### WORK TASK
Starting from the first line below, copy the whole listing exactly.

━━━━━ PROVIDED RECORDS ━━━━━

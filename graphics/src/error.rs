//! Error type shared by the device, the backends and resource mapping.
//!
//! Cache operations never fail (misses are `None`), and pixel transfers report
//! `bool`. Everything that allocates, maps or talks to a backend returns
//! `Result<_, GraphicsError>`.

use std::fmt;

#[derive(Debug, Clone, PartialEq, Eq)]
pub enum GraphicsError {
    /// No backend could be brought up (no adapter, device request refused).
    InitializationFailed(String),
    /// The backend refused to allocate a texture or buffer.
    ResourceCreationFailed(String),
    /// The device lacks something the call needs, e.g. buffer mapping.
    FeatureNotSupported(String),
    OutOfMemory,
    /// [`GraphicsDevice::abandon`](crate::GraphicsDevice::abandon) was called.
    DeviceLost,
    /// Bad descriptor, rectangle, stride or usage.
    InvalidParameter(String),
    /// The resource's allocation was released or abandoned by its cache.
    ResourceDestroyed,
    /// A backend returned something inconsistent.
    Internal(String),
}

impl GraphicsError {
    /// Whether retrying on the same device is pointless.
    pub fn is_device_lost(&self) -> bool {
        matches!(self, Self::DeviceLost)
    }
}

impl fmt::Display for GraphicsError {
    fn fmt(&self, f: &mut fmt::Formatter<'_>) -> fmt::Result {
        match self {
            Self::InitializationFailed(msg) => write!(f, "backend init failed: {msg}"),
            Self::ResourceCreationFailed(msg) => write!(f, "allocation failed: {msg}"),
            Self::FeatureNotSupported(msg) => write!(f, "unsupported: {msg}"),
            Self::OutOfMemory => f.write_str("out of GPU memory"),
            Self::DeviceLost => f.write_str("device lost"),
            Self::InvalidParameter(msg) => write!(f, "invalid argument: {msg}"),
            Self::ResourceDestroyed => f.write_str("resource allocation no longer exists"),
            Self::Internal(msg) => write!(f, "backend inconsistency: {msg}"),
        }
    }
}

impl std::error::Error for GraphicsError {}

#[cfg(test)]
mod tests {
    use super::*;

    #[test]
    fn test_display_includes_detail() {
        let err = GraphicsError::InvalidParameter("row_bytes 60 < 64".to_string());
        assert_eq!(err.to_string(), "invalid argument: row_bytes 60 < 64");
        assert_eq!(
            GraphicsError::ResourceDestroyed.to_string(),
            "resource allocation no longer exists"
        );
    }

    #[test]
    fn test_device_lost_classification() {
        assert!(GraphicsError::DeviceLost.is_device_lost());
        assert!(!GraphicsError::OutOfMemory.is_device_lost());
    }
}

━━━━━

### PROBLEM SOLUTION
filename graphics/src/error.rs
//! Error type shared by the device, the backends and resource mapping.
//!
//! Cache operations never fail (misses are `None`), and pixel transfers report
//! `bool`. Everything that allocates, maps or talks to a backend returns
//! `Result<_, GraphicsError>`.

use std::fmt;

#[derive(Debug, Clone, PartialEq, Eq)]
pub enum GraphicsError {
    /// No backend could be brought up (no adapter, device request refused).
    InitializationFailed(String),
    /// The backend refused to allocate a texture or buffer.
    ResourceCreationFailed(String),
    /// The device lacks something the call needs, e.g. buffer mapping.
    FeatureNotSupported(String),
    OutOfMemory,
    /// [`GraphicsDevice::abandon`](crate::GraphicsDevice::abandon) was called.
    DeviceLost,
    /// Bad descriptor, rectangle, stride or usage.
    InvalidParameter(String),
    /// The resource's allocation was released or abandoned by its cache.
    ResourceDestroyed,
    /// A backend returned something inconsistent.
    Internal(String),
}

impl GraphicsError {
    /// Whether retrying on the same device is pointless.
    pub fn is_device_lost(&self) -> bool {
        matches!(self, Self::DeviceLost)
    }
}

impl fmt::Display for GraphicsError {
    fn fmt(&self, f: &mut fmt::Formatter<'_>) -> fmt::Result {
        match self {
            Self::InitializationFailed(msg) => write!(f, "backend init failed: {msg}"),
            Self::ResourceCreationFailed(msg) => write!(f, "allocation failed: {msg}"),
            Self::FeatureNotSupported(msg) => write!(f, "unsupported: {msg}"),
            Self::OutOfMemory => f.write_str("out of GPU memory"),
            Self::DeviceLost => f.write_str("device lost"),
            Self::InvalidParameter(msg) => write!(f, "invalid argument: {msg}"),
            Self::ResourceDestroyed => f.write_str("resource allocation no longer exists"),
            Self::Internal(msg) => write!(f, "backend inconsistency: {msg}"),
        }
    }
}

impl std::error::Error for GraphicsError {}

#[cfg(test)]
mod tests {
    use super::*;

    #[test]
    fn test_display_includes_detail() {
        let err = GraphicsError::InvalidParameter("row_bytes 60 < 64".to_string());
        assert_eq!(err.to_string(), "invalid argument: row_bytes 60 < 64");
        assert_eq!(
            GraphicsError::ResourceDestroyed.to_string(),
            "resource allocation no longer exists"
        );
    }

    #[test]
    fn test_device_lost_classification() {
        assert!(GraphicsError::DeviceLost.is_device_lost());
        assert!(!GraphicsError::OutOfMemory.is_device_lost());
    }
}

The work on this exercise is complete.